(PROBLEM STATEMENT):
Determine how many lines of the material hold the word "user", and answer with the number only.

(AVAILABLE RECORDS):
·····
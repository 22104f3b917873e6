//! Reference resources and the location prompt

use serde_json::json;
use server::{required_argument, PromptHandler, StaticResource};
use shared::{GetPromptResult, Prompt, PromptArgument, PromptMessage, Resource, Result};
use std::collections::HashMap;

pub const CONVERSIONS_URI: &str = "weather://reference/conversions";
pub const COVERAGE_URI: &str = "weather://reference/coverage";

pub fn unit_conversions() -> StaticResource {
    StaticResource::new(
        Resource::new(CONVERSIONS_URI, "unit_conversions")
            .with_description("Unit conversion formulas for weather data")
            .with_mime_type("application/json"),
        json!({
            "temperature": {
                "nws_unit": "celsius",
                "display_units": ["celsius", "fahrenheit"],
                "formulas": {
                    "c_to_f": "(°C × 9/5) + 32",
                    "f_to_c": "(°F - 32) × 5/9"
                }
            },
            "wind": {
                "nws_unit": "meters_per_second",
                "display_units": ["ms", "mph", "kmh"],
                "formulas": {
                    "ms_to_mph": "m/s × 2.237",
                    "ms_to_kmh": "m/s × 3.6"
                }
            }
        }),
    )
}

pub fn api_coverage() -> StaticResource {
    StaticResource::new(
        Resource::new(COVERAGE_URI, "api_coverage")
            .with_description("NWS API coverage information")
            .with_mime_type("application/json"),
        json!({
            "geographic_coverage": "United States only",
            "territories_included": ["Puerto Rico", "US Virgin Islands", "Guam"],
            "coordinate_system": "WGS84 (latitude/longitude)",
            "data_sources": "National Weather Service observation stations"
        }),
    )
}

/// Which tools the prompt asks the model to use
#[derive(Debug, Clone, Copy, PartialEq, Eq)]
pub enum ReportType {
    Current,
    Forecast,
    Both,
}

impl ReportType {
    /// Unknown values select neither tool
    fn parse(value: &str) -> Option<Self> {
        match value {
            "current" => Some(ReportType::Current),
            "forecast" => Some(ReportType::Forecast),
            "both" => Some(ReportType::Both),
            _ => None,
        }
    }
}

/// `weather-by-location`: place name to coordinates to weather
pub struct WeatherByLocation;

impl WeatherByLocation {
    pub fn text(location: &str, report_type: Option<ReportType>) -> String {
        let current = matches!(report_type, Some(ReportType::Current | ReportType::Both));
        let forecast = matches!(report_type, Some(ReportType::Forecast | ReportType::Both));

        let current_line = if current {
            "- Use get_current_weather(latitude, longitude) for current conditions"
        } else {
            ""
        };
        let forecast_line = if forecast {
            "- Use get_forecast(latitude, longitude) for the forecast"
        } else {
            ""
        };

        format!(
            "I need weather information for {location}.

Since the weather tools require latitude and longitude coordinates, please:

1. First determine the coordinates for {location}
   - Look up the latitude and longitude for this location
   - For cities, use the city center coordinates
   - For addresses, convert to precise coordinates

2. Then get the weather data:
   {current_line}
   {forecast_line}

3. Present the results clearly:
   - Show the location name and coordinates used
   - Display weather information in user-friendly format
   - Convert units to local preferences (Fahrenheit for US locations)

Example coordinates for reference:
- New York City: 40.7128, -74.0060
- Los Angeles: 34.0522, -118.2437
- Chicago: 41.8781, -87.6298"
        )
    }
}

impl PromptHandler for WeatherByLocation {
    fn definition(&self) -> Prompt {
        Prompt::new("weather-by-location")
            .with_description("Get weather for a location by converting it to coordinates first")
            .with_argument(PromptArgument::required("location", "City, address or place name"))
            .with_argument(PromptArgument::optional(
                "report_type",
                "current, forecast or both (default: current)",
            ))
    }

    fn render(&self, arguments: &HashMap<String, String>) -> Result<GetPromptResult> {
        let location = required_argument(arguments, "location")?;
        let report_type = arguments.get("report_type").map(String::as_str).unwrap_or("current");

        Ok(GetPromptResult {
            description: Some(format!("Weather for {}", location)),
            messages: vec![PromptMessage::user(Self::text(location, ReportType::parse(report_type)))],
        })
    }
}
·····
(TASK RESULT):
2